2nd and 4th Thursdays of the month from 12:30-2:30 PM
3511 39th Street, NW
Washington, DC 20016

This group considers the perspective of Intensive Short Term Dynamic Psychotherapy and how it may be applied to our clinical cases across a the spectrum of psychodiagnoses. With roots in classical psychoanalytic theory and ego psychology, ISTDP offers a theoretical frame as well as techniques for dealing with anxiety, defense and resistance that help to create a robust alliance for growth. This perspective incorporates current findings in neuroscience, attachment theory and a body centered experiential focus that explicitly encourages mentalization.

Using Jon Fredericksons’s Co-Creating Change: Effective Dynamic Therapy Techniques as a framework for our inquiry, we will discuss case material, observe videotapes of psychotherapy sessions and use role playing to discover new ways approach common clinical impasses.

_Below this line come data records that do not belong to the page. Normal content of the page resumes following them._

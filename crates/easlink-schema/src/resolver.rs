//! # Schema Record Resolution
//!
//! A [`SchemaRecord`] describes how to decode an attestation's data blob:
//! the field layout string plus the resolver contract consulted for issuer
//! checks. Resolution has three tiers, cheapest first:
//!
//! 1. A hardcoded table of well-known records — no network call at all.
//! 2. A process-wide cache keyed by `(chain, registry, function, params)`.
//! 3. `getSchema(bytes32)` on the chain's schema registry via the injected
//!    [`ContractCaller`].
//!
//! Schema records are immutable once published on-chain, which is what
//! makes the cache safe. `DashMap` serializes cache mutations so two
//! concurrent imports of the same schema cannot lose an entry.

use std::sync::Arc;

use alloy_dyn_abi::DynSolValue;
use alloy_primitives::{address, b256, Address, B256};
use dashmap::DashMap;

use easlink_core::{chain_config, AttestationError, Cause, ChainId};

use crate::caller::ContractCaller;
use crate::payload::LEGACY_TICKET_SCHEMA;

/// Human-readable signature of the registry lookup function.
const GET_SCHEMA: &str = "getSchema(bytes32 uid) returns (bytes32 uid, address resolver, bool revocable, string schema)";

/// A resolved schema registry record.
#[derive(Debug, Clone, PartialEq, Eq)]
pub struct SchemaRecord {
    /// The schema's registry uid.
    pub uid: B256,
    /// Resolver contract consulted for authorized-issuer checks. Zero when
    /// the schema has no resolver.
    pub resolver: Address,
    /// Whether attestations under this schema are revocable.
    pub revocable: bool,
    /// Comma-separated `"type name"` field list defining the payload layout.
    pub schema: String,
}

/// Well-known records shipped with the engine, as
/// `(uid, resolver, revocable, schema)` rows. These resolve with no
/// network call, which also makes first-scan imports of the common ticket
/// schema work offline.
static WELL_KNOWN_SCHEMAS: &[(B256, Address, bool, &str)] = &[(
    b256!("7f6fb09beb1886d0b223e9f15242961198dd360021b2c9f75ac879c0f786cafd"),
    address!("823924515a1bb30d9a1b0e2dbc363d52cbc1e9d2"),
    true,
    LEGACY_TICKET_SCHEMA,
)];

/// Cache key for resolved registry calls. Mirrors the call itself so a
/// record fetched for one chain is never served for another.
#[derive(Debug, Clone, PartialEq, Eq, Hash)]
struct CacheKey {
    chain: ChainId,
    contract: Address,
    function: &'static str,
    params: B256,
}

/// Schema registry client with a process-wide cache.
pub struct SchemaResolver<C> {
    caller: Arc<C>,
    cache: DashMap<CacheKey, SchemaRecord>,
}

impl<C: ContractCaller> SchemaResolver<C> {
    /// Create a resolver around an injected contract caller.
    pub fn new(caller: Arc<C>) -> Self {
        Self {
            caller,
            cache: DashMap::new(),
        }
    }

    /// Resolve the schema record for `schema_uid` on `chain`.
    ///
    /// Fails with `ChainNotSupported` before any collaborator call when the
    /// chain is outside the configured table, and with
    /// `SchemaRecordNotFound` when the registry call or its tuple decode
    /// fails.
    pub async fn resolve(
        &self,
        chain: ChainId,
        schema_uid: B256,
    ) -> Result<SchemaRecord, AttestationError> {
        if let Some((uid, resolver, revocable, schema)) = WELL_KNOWN_SCHEMAS
            .iter()
            .find(|(uid, ..)| *uid == schema_uid)
        {
            return Ok(SchemaRecord {
                uid: *uid,
                resolver: *resolver,
                revocable: *revocable,
                schema: (*schema).to_string(),
            });
        }

        let config =
            chain_config(chain).ok_or(AttestationError::ChainNotSupported(chain))?;

        let key = CacheKey {
            chain,
            contract: config.schema_registry,
            function: GET_SCHEMA,
            params: schema_uid,
        };
        if let Some(hit) = self.cache.get(&key) {
            tracing::debug!(%chain, schema = %schema_uid, "schema cache hit");
            return Ok(hit.clone());
        }

        let values = self
            .caller
            .call(
                chain,
                config.schema_registry,
                GET_SCHEMA,
                &[DynSolValue::FixedBytes(schema_uid, 32)],
            )
            .await
            .map_err(|e| {
                AttestationError::SchemaRecordNotFound(Cause::SchemaLookup(e.to_string()))
            })?;

        let record = decode_schema_tuple(&values)?;
        self.cache.insert(key, record.clone());
        Ok(record)
    }
}

/// Decode the `(bytes32, address, bool, string)` return tuple of
/// `getSchema`. Accepts both a flattened return sequence and a single
/// wrapping tuple value.
fn decode_schema_tuple(values: &[DynSolValue]) -> Result<SchemaRecord, AttestationError> {
    let slots: &[DynSolValue] = match values {
        [DynSolValue::Tuple(inner)] => inner,
        other => other,
    };

    match slots {
        [DynSolValue::FixedBytes(uid, 32), DynSolValue::Address(resolver), DynSolValue::Bool(revocable), DynSolValue::String(schema)] => {
            Ok(SchemaRecord {
                uid: *uid,
                resolver: *resolver,
                revocable: *revocable,
                schema: schema.clone(),
            })
        }
        _ => Err(AttestationError::SchemaRecordNotFound(Cause::SchemaLookup(
            format!("unexpected getSchema return shape: {} values", slots.len()),
        ))),
    }
}
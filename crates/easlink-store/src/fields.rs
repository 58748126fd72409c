//! # Attestation Field Resolution
//!
//! Callers describe the fields they care about as `{label, path}` pairs.
//! A path of the form `data.<name>` selects a decoded payload field by
//! name; any other path must be one of the fixed metadata names backed by
//! the raw record. Unknown paths resolve to nothing — they are omitted
//! from the result, never an error, so display metadata can reference
//! fields a given schema does not carry.

use chrono::{TimeZone, Utc};
use serde::{Deserialize, Serialize};

use easlink_core::{Attestation, TypedValue};

/// A caller-supplied field reference: a display label and the path that
/// selects the value.
#[derive(Debug, Clone, PartialEq, Eq, Serialize, Deserialize)]
pub struct FieldRef {
    /// Display label.
    pub label: String,
    /// `data.<fieldName>` or a metadata name such as `signer` or `time`.
    pub path: String,
}

impl FieldRef {
    /// Construct a field reference.
    pub fn new(label: impl Into<String>, path: impl Into<String>) -> Self {
        Self {
            label: label.into(),
            path: path.into(),
        }
    }
}

/// Fixed rendering for the `time`/`expirationTime` metadata fields.
fn format_timestamp(unix_seconds: u64) -> String {
    match Utc.timestamp_opt(unix_seconds as i64, 0).single() {
        Some(dt) => dt.format("%Y-%m-%d %H:%M:%S UTC").to_string(),
        None => unix_seconds.to_string(),
    }
}

/// Resolve a single path against an attestation.
pub fn resolve_field(attestation: &Attestation, path: &str) -> Option<TypedValue> {
    if let Some(name) = path.strip_prefix("data.") {
        return attestation.field(name).cloned();
    }

    let record = &attestation.record;
    let value = match path {
        "name" => TypedValue::String("EAS Attestation".to_string()),
        "version" => TypedValue::String(record.version.clone()),
        "chainId" => TypedValue::Uint(easlink_core::U256::from(record.chain_id.value())),
        "signer" => TypedValue::String(record.signer.to_checksum(None)),
        "verifyingContract" => TypedValue::String(record.verifying_contract.to_checksum(None)),
        "recipient" => TypedValue::String(record.recipient.to_checksum(None)),
        "refUID" => TypedValue::String(record.ref_uid.to_string()),
        "revocable" => TypedValue::Bool(record.revocable),
        "schema" => TypedValue::String(record.schema.to_string()),
        "time" => TypedValue::String(format_timestamp(record.time)),
        "expirationTime" => TypedValue::String(format_timestamp(record.expiration_time)),
        _ => return None,
    };
    Some(value)
}

/// Resolve a list of field references, preserving the caller's order and
/// omitting paths that resolve to nothing.
pub fn resolve_fields(
    attestation: &Attestation,
    refs: &[FieldRef],
) -> Vec<(String, TypedValue)> {
    refs.iter()
        .filter_map(|r| resolve_field(attestation, &r.path).map(|v| (r.label.clone(), v)))
        .collect()
}
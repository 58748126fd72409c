//! # EIP-712 Digest Construction
//!
//! Builds the structured-signing digest for the one message shape this
//! engine handles: the EAS `Attest` struct under the `"EAS Attestation"`
//! domain. The construction is the standard
//! `keccak(0x1901 ‖ domainSeparator ‖ structHash)` with dynamic fields
//! (`name`, `version`, `data`) hashed before encoding.
//!
//! There is deliberately no general type system here — the domain and
//! message types are fixed, so the encoding is a straight-line keccak
//! pipeline rather than a type-driven encoder.

use alloy_primitives::{keccak256, Address, B256, U256};

use easlink_core::RawAttestationRecord;

/// EIP-712 domain name used by the EAS delegated-attestation flow.
const DOMAIN_NAME: &str = "EAS Attestation";

/// `EIP712Domain(string name,string version,uint256 chainId,address verifyingContract)`
const DOMAIN_TYPE: &[u8] =
    b"EIP712Domain(string name,string version,uint256 chainId,address verifyingContract)";

/// The fixed `Attest` message type, field order matching the registry.
const ATTEST_TYPE: &[u8] = b"Attest(bytes32 schema,address recipient,uint64 time,uint64 expirationTime,bool revocable,bytes32 refUID,bytes data)";

/// Encode an address as a 32-byte big-endian word.
fn address_word(addr: Address) -> B256 {
    B256::left_padding_from(addr.as_slice())
}

/// Encode a u64 as a 32-byte big-endian word.
fn uint_word(value: u64) -> B256 {
    B256::from(U256::from(value))
}

/// Encode a bool as a 32-byte word (0 or 1).
fn bool_word(value: bool) -> B256 {
    uint_word(u64::from(value))
}

/// The domain separator for a record's chain, version, and verifying
/// contract.
pub fn domain_separator(record: &RawAttestationRecord) -> B256 {
    let mut encoded = Vec::with_capacity(5 * 32);
    encoded.extend_from_slice(keccak256(DOMAIN_TYPE).as_slice());
    encoded.extend_from_slice(keccak256(DOMAIN_NAME.as_bytes()).as_slice());
    encoded.extend_from_slice(keccak256(record.version.as_bytes()).as_slice());
    encoded.extend_from_slice(uint_word(record.chain_id.value()).as_slice());
    encoded.extend_from_slice(address_word(record.verifying_contract).as_slice());
    keccak256(&encoded)
}

/// The `Attest` struct hash populated from the record.
pub fn struct_hash(record: &RawAttestationRecord) -> B256 {
    let mut encoded = Vec::with_capacity(8 * 32);
    encoded.extend_from_slice(keccak256(ATTEST_TYPE).as_slice());
    encoded.extend_from_slice(record.schema.as_slice());
    encoded.extend_from_slice(address_word(record.recipient).as_slice());
    encoded.extend_from_slice(uint_word(record.time).as_slice());
    encoded.extend_from_slice(uint_word(record.expiration_time).as_slice());
    encoded.extend_from_slice(bool_word(record.revocable).as_slice());
    encoded.extend_from_slice(record.ref_uid.as_slice());
    encoded.extend_from_slice(keccak256(&record.data).as_slice());
    keccak256(&encoded)
}

/// The final signing digest: `keccak(0x1901 ‖ domainSeparator ‖ structHash)`.
pub fn signing_digest(record: &RawAttestationRecord) -> B256 {
    let mut preimage = Vec::with_capacity(2 + 32 + 32);
    preimage.extend_from_slice(&[0x19, 0x01]);
    preimage.extend_from_slice(domain_separator(record).as_slice());
    preimage.extend_from_slice(struct_hash(record).as_slice());
    keccak256(&preimage)
}

#[cfg(test)]
mod tests {
    use super::*;
    use alloy_primitives::Bytes;
    use easlink_core::ChainId;

    fn record() -> RawAttestationRecord {
        RawAttestationRecord {
            version: "0.26".into(),
            chain_id: ChainId::ARBITRUM_ONE,
            verifying_contract: Address::repeat_byte(0x42),
            r: B256::ZERO,
            s: B256::ZERO,
            v: 28,
            signer: Address::repeat_byte(0x99),
            uid: B256::repeat_byte(1),
            schema: B256::repeat_byte(2),
            recipient: Address::ZERO,
            time: 1_700_000_000,
            expiration_time: 0,
            ref_uid: B256::ZERO,
            revocable: true,
            data: Bytes::from(vec![1, 2, 3]),
            nonce: 0,
        }
    }

    #[test]
    fn digest_is_deterministic() {
        assert_eq!(signing_digest(&record()), signing_digest(&record()));
    }

    #[test]
    fn digest_depends_on_every_signed_field() {
        let base = signing_digest(&record());

        let mut changed = record();
        changed.chain_id = ChainId::MAINNET;
        assert_ne!(base, signing_digest(&changed));

        let mut changed = record();
        changed.recipient = Address::repeat_byte(0x01);
        assert_ne!(base, signing_digest(&changed));

        let mut changed = record();
        changed.revocable = false;
        assert_ne!(base, signing_digest(&changed));

        let mut changed = record();
        changed.data = Bytes::from(vec![1, 2, 4]);
        assert_ne!(base, signing_digest(&changed));
    }

    #[test]
    fn digest_ignores_unsigned_fields() {
        // The signature itself, the uid, and the nonce are not part of the
        // signed message.
        let base = signing_digest(&record());

        let mut changed = record();
        changed.v = 27;
        changed.r = B256::repeat_byte(0xff);
        changed.nonce = 9;
        changed.uid = B256::repeat_byte(0xee);
        assert_eq!(base, signing_digest(&changed));
    }

    #[test]
    fn domain_separator_binds_version_string() {
        let base = domain_separator(&record());
        let mut changed = record();
        changed.version = "0.27".into();
        assert_ne!(base, domain_separator(&changed));
    }
}
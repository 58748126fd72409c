//! # Verified Attestation
//!
//! [`Attestation`] is the unit the pipeline hands to callers and the unit
//! the store persists: the ordered decoded payload, the raw record it came
//! from, the (soft) issuer validity flag, and the source URL.

use serde::{Deserialize, Serialize};

use crate::record::RawAttestationRecord;
use crate::value::TypedValue;

/// A named, decoded payload field. Carried in schema declaration order.
#[derive(Debug, Clone, PartialEq, Eq, Hash, Serialize, Deserialize)]
pub struct AttestationField {
    /// Field name from the schema string.
    pub name: String,
    /// The decoded value.
    pub value: TypedValue,
}

impl AttestationField {
    /// Construct a field.
    pub fn new(name: impl Into<String>, value: TypedValue) -> Self {
        Self {
            name: name.into(),
            value,
        }
    }
}

/// A fully-verified, fully-decoded attestation.
///
/// Constructed only by the verification pipeline — by the time a value of
/// this type exists, the signature hard gate has passed and the payload
/// has decoded against its schema. Equality and hashing are structural,
/// which is what the store's exact-duplicate detection relies on.
#[derive(Debug, Clone, PartialEq, Eq, Hash, Serialize, Deserialize)]
#[serde(rename_all = "camelCase")]
pub struct Attestation {
    /// Decoded payload fields, in schema declaration order.
    pub data: Vec<AttestationField>,
    /// The raw record the fields were decoded from.
    pub record: RawAttestationRecord,
    /// Outcome of the soft issuer-validation gate. `false` covers both
    /// "not an authorized issuer" and "could not reach the resolver".
    pub is_issuer_valid: bool,
    /// The URL this attestation was imported from.
    pub source: String,
}

impl Attestation {
    /// Look up a decoded payload field by name.
    pub fn field(&self, name: &str) -> Option<&TypedValue> {
        self.data
            .iter()
            .find(|f| f.name == name)
            .map(|f| &f.value)
    }
}

#[cfg(test)]
mod tests {
    use super::*;
    use crate::chain::ChainId;
    use alloy_primitives::{Address, Bytes, B256, U256};

    fn sample() -> Attestation {
        Attestation {
            data: vec![
                AttestationField::new("eventId", TypedValue::String("devcon".into())),
                AttestationField::new("ticketClass", TypedValue::Uint(U256::from(2u64))),
            ],
            record: RawAttestationRecord {
                version: "0.26".into(),
                chain_id: ChainId::MAINNET,
                verifying_contract: Address::repeat_byte(1),
                r: B256::repeat_byte(2),
                s: B256::repeat_byte(3),
                v: 27,
                signer: Address::repeat_byte(4),
                uid: B256::repeat_byte(5),
                schema: B256::repeat_byte(6),
                recipient: Address::ZERO,
                time: 1_700_000_000,
                expiration_time: 0,
                ref_uid: B256::ZERO,
                revocable: true,
                data: Bytes::new(),
                nonce: 0,
            },
            is_issuer_valid: true,
            source: "https://example.com/#attestation=abc".into(),
        }
    }

    #[test]
    fn field_lookup_by_name() {
        let att = sample();
        assert_eq!(
            att.field("eventId"),
            Some(&TypedValue::String("devcon".into()))
        );
        assert!(att.field("missing").is_none());
    }

    #[test]
    fn field_order_is_preserved_through_serde() {
        let att = sample();
        let json = serde_json::to_string(&att).expect("serialize");
        let back: Attestation = serde_json::from_str(&json).expect("deserialize");
        assert_eq!(back.data[0].name, "eventId");
        assert_eq!(back.data[1].name, "ticketClass");
        assert_eq!(att, back);
    }

    #[test]
    fn equality_considers_issuer_flag() {
        let a = sample();
        let mut b = sample();
        b.is_issuer_valid = false;
        assert_ne!(a, b);
    }
}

Members who attend this study group will be able to:

  1. Summarize the ISTDP theory of causality of psychoneurosis.
  2. Define the essential elements of a Conscious Therapeutic Alliance.
  3. Describe communication from the Unconscious Therapeutic Alliance.
  4. Explain the Malan’s Triangle of Conflict and Triangle of Person to gain dynamic understanding of cases.
  5. Identify techniques to establish an internal focus.
  6. Assess verbal and nonverbal communication to diagnose the quality of the patient-therapist attachment from moment to moment.
  7. Identify a large variety of interpersonal avoidance behaviors.
  8. Identify pathways of anxiety.
  9. Perceive deficits in ego functioning as they emerge in session.
  10. Integrate understanding of this model with other perspectives.